(Data excerpts)
═══
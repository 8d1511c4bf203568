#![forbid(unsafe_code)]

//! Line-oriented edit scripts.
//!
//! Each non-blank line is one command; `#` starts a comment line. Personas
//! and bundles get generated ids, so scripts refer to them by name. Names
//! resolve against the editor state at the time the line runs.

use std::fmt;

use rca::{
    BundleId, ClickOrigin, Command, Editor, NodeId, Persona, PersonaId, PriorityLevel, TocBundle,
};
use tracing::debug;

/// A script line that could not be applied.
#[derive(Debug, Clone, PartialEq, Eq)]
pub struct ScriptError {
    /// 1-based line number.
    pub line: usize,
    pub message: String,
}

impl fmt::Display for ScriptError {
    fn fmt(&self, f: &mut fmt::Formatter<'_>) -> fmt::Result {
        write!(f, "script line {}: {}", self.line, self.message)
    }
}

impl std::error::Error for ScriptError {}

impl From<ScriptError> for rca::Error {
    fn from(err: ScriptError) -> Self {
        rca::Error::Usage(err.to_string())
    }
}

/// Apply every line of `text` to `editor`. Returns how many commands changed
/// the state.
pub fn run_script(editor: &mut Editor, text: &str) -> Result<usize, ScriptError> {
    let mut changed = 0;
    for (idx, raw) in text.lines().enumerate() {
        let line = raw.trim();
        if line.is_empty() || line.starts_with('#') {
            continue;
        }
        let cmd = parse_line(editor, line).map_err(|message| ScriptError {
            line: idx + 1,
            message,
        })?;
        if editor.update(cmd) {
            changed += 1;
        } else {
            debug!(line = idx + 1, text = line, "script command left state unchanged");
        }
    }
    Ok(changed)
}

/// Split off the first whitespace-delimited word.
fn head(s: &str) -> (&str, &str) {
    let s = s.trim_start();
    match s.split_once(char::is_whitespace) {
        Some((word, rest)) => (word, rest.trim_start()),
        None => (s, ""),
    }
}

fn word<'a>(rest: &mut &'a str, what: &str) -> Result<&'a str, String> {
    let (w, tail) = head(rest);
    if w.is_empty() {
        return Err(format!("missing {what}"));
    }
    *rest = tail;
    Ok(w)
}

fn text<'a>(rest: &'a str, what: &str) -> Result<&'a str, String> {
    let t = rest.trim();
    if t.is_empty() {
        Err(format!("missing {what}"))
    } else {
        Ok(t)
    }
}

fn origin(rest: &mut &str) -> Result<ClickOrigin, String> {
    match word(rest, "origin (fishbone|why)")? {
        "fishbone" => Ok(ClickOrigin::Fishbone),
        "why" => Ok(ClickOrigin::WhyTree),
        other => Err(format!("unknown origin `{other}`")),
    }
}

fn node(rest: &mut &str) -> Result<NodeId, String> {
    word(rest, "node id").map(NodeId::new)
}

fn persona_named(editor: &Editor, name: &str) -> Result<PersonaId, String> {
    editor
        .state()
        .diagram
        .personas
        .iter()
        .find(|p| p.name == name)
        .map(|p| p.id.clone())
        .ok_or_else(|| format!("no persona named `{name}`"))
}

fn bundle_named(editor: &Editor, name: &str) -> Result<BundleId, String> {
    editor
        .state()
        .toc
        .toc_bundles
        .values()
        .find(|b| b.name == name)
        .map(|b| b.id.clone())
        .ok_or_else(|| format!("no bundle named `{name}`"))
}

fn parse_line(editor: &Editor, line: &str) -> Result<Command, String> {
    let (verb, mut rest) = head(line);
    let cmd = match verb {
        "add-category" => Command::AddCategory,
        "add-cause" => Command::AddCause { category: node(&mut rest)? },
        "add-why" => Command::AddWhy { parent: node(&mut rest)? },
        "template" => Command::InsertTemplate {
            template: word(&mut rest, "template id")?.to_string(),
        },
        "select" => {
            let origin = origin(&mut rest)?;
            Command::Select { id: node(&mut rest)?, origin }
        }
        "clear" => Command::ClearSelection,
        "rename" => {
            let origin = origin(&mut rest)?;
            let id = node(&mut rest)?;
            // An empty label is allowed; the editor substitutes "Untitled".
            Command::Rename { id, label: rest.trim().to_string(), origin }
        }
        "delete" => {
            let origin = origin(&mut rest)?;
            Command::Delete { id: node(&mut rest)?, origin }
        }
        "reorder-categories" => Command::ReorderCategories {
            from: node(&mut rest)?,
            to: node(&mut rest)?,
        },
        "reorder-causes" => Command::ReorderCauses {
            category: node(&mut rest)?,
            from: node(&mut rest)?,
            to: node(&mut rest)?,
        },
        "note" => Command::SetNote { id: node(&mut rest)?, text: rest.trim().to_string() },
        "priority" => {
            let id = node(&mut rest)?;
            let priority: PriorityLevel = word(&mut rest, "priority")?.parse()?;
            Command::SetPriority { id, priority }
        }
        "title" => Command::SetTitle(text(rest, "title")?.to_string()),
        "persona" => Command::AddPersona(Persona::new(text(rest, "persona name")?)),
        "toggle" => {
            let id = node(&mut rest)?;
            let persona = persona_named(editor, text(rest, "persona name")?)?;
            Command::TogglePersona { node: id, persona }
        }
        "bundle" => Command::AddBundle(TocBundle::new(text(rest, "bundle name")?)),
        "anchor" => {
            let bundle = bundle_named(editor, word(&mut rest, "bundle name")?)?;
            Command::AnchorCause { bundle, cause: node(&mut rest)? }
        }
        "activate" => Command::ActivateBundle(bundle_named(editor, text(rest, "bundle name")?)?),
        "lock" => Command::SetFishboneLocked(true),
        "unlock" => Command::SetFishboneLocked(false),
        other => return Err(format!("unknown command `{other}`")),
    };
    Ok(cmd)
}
═══
**DESCRIPTION OF THE TASK**
From the first line to the last, retype the records exactly as they stand above.

**TASK OUTPUT**
repository 8d1511c4bf203568
#![forbid(unsafe_code)]

//! Line-oriented edit scripts.
//!
//! Each non-blank line is one command; `#` starts a comment line. Personas
//! and bundles get generated ids, so scripts refer to them by name. Names
//! resolve against the editor state at the time the line runs.

use std::fmt;

use rca::{
    BundleId, ClickOrigin, Command, Editor, NodeId, Persona, PersonaId, PriorityLevel, TocBundle,
};
use tracing::debug;

/// A script line that could not be applied.
#[derive(Debug, Clone, PartialEq, Eq)]
pub struct ScriptError {
    /// 1-based line number.
    pub line: usize,
    pub message: String,
}

impl fmt::Display for ScriptError {
    fn fmt(&self, f: &mut fmt::Formatter<'_>) -> fmt::Result {
        write!(f, "script line {}: {}", self.line, self.message)
    }
}

impl std::error::Error for ScriptError {}

impl From<ScriptError> for rca::Error {
    fn from(err: ScriptError) -> Self {
        rca::Error::Usage(err.to_string())
    }
}

/// Apply every line of `text` to `editor`. Returns how many commands changed
/// the state.
pub fn run_script(editor: &mut Editor, text: &str) -> Result<usize, ScriptError> {
    let mut changed = 0;
    for (idx, raw) in text.lines().enumerate() {
        let line = raw.trim();
        if line.is_empty() || line.starts_with('#') {
            continue;
        }
        let cmd = parse_line(editor, line).map_err(|message| ScriptError {
            line: idx + 1,
            message,
        })?;
        if editor.update(cmd) {
            changed += 1;
        } else {
            debug!(line = idx + 1, text = line, "script command left state unchanged");
        }
    }
    Ok(changed)
}

/// Split off the first whitespace-delimited word.
fn head(s: &str) -> (&str, &str) {
    let s = s.trim_start();
    match s.split_once(char::is_whitespace) {
        Some((word, rest)) => (word, rest.trim_start()),
        None => (s, ""),
    }
}

fn word<'a>(rest: &mut &'a str, what: &str) -> Result<&'a str, String> {
    let (w, tail) = head(rest);
    if w.is_empty() {
        return Err(format!("missing {what}"));
    }
    *rest = tail;
    Ok(w)
}

fn text<'a>(rest: &'a str, what: &str) -> Result<&'a str, String> {
    let t = rest.trim();
    if t.is_empty() {
        Err(format!("missing {what}"))
    } else {
        Ok(t)
    }
}

fn origin(rest: &mut &str) -> Result<ClickOrigin, String> {
    match word(rest, "origin (fishbone|why)")? {
        "fishbone" => Ok(ClickOrigin::Fishbone),
        "why" => Ok(ClickOrigin::WhyTree),
        other => Err(format!("unknown origin `{other}`")),
    }
}

fn node(rest: &mut &str) -> Result<NodeId, String> {
    word(rest, "node id").map(NodeId::new)
}

fn persona_named(editor: &Editor, name: &str) -> Result<PersonaId, String> {
    editor
        .state()
        .diagram
        .personas
        .iter()
        .find(|p| p.name == name)
        .map(|p| p.id.clone())
        .ok_or_else(|| format!("no persona named `{name}`"))
}

fn bundle_named(editor: &Editor, name: &str) -> Result<BundleId, String> {
    editor
        .state()
        .toc
        .toc_bundles
        .values()
        .find(|b| b.name == name)
        .map(|b| b.id.clone())
        .ok_or_else(|| format!("no bundle named `{name}`"))
}

fn parse_line(editor: &Editor, line: &str) -> Result<Command, String> {
    let (verb, mut rest) = head(line);
    let cmd = match verb {
        "add-category" => Command::AddCategory,
        "add-cause" => Command::AddCause { category: node(&mut rest)? },
        "add-why" => Command::AddWhy { parent: node(&mut rest)? },
        "template" => Command::InsertTemplate {
            template: word(&mut rest, "template id")?.to_string(),
        },
        "select" => {
            let origin = origin(&mut rest)?;
            Command::Select { id: node(&mut rest)?, origin }
        }
        "clear" => Command::ClearSelection,
        "rename" => {
            let origin = origin(&mut rest)?;
            let id = node(&mut rest)?;
            // An empty label is allowed; the editor substitutes "Untitled".
            Command::Rename { id, label: rest.trim().to_string(), origin }
        }
        "delete" => {
            let origin = origin(&mut rest)?;
            Command::Delete { id: node(&mut rest)?, origin }
        }
        "reorder-categories" => Command::ReorderCategories {
            from: node(&mut rest)?,
            to: node(&mut rest)?,
        },
        "reorder-causes" => Command::ReorderCauses {
            category: node(&mut rest)?,
            from: node(&mut rest)?,
            to: node(&mut rest)?,
        },
        "note" => Command::SetNote { id: node(&mut rest)?, text: rest.trim().to_string() },
        "priority" => {
            let id = node(&mut rest)?;
            let priority: PriorityLevel = word(&mut rest, "priority")?.parse()?;
            Command::SetPriority { id, priority }
        }
        "title" => Command::SetTitle(text(rest, "title")?.to_string()),
        "persona" => Command::AddPersona(Persona::new(text(rest, "persona name")?)),
        "toggle" => {
            let id = node(&mut rest)?;
            let persona = persona_named(editor, text(rest, "persona name")?)?;
            Command::TogglePersona { node: id, persona }
        }
        "bundle" => Command::AddBundle(TocBundle::new(text(rest, "bundle name")?)),
        "anchor" => {
            let bundle = bundle_named(editor, word(&mut rest, "bundle name")?)?;
            Command::AnchorCause { bundle, cause: node(&mut rest)? }
        }
        "activate" => Command::ActivateBundle(bundle_named(editor, text(rest, "bundle name")?)?),
        "lock" => Command::SetFishboneLocked(true),
        "unlock" => Command::SetFishboneLocked(false),
        other => return Err(format!("unknown command `{other}`")),
    };
    Ok(cmd)
}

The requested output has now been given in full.